Exercise >> In the records below, work out how many lines hold the word "String". Report the number alone.

Collected data entries >>
________

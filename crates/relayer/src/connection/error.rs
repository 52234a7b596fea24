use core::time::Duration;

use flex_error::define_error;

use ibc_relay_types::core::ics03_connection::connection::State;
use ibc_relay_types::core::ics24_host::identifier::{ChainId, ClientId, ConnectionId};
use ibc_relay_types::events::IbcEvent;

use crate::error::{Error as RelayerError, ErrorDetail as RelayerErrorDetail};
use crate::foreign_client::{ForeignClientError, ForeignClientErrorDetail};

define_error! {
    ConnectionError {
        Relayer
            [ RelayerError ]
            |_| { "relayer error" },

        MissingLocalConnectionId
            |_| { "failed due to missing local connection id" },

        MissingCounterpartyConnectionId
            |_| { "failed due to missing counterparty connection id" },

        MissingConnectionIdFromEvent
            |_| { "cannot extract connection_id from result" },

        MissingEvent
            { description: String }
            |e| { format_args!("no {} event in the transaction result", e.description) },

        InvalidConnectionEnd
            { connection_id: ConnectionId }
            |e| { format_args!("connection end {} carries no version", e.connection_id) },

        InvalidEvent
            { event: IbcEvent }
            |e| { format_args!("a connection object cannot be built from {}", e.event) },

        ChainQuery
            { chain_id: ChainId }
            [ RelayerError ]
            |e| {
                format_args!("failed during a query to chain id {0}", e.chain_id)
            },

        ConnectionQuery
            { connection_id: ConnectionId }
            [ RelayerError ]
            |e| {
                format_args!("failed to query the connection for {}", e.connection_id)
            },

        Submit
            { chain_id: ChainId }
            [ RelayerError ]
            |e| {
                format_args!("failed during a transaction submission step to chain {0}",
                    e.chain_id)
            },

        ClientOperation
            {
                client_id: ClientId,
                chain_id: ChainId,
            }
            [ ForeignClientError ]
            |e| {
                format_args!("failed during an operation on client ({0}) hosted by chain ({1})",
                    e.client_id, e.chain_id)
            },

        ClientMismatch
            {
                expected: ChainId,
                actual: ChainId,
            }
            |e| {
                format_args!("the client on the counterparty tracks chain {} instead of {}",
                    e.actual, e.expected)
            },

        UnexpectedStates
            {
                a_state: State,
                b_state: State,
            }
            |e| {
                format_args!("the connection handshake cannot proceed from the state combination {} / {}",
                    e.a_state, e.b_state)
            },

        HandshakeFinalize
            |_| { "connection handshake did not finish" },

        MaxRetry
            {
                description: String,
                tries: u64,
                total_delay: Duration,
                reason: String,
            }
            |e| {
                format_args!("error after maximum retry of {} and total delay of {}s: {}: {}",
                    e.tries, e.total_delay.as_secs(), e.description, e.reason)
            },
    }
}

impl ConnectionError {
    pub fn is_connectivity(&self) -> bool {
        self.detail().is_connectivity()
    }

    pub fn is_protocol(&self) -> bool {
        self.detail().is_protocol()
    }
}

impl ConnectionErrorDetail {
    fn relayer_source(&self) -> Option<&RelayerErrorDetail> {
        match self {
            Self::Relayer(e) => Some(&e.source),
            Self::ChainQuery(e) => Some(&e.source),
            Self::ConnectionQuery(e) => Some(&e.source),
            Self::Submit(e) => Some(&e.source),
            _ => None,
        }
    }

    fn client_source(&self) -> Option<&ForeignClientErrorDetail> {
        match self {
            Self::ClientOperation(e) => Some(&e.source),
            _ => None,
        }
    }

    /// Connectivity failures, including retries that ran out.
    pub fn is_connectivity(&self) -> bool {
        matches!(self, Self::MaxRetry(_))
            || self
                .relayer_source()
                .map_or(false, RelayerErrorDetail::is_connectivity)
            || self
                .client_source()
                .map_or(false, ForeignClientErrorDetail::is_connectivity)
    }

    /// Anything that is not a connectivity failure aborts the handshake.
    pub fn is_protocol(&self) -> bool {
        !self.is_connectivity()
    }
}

________

Output >> 3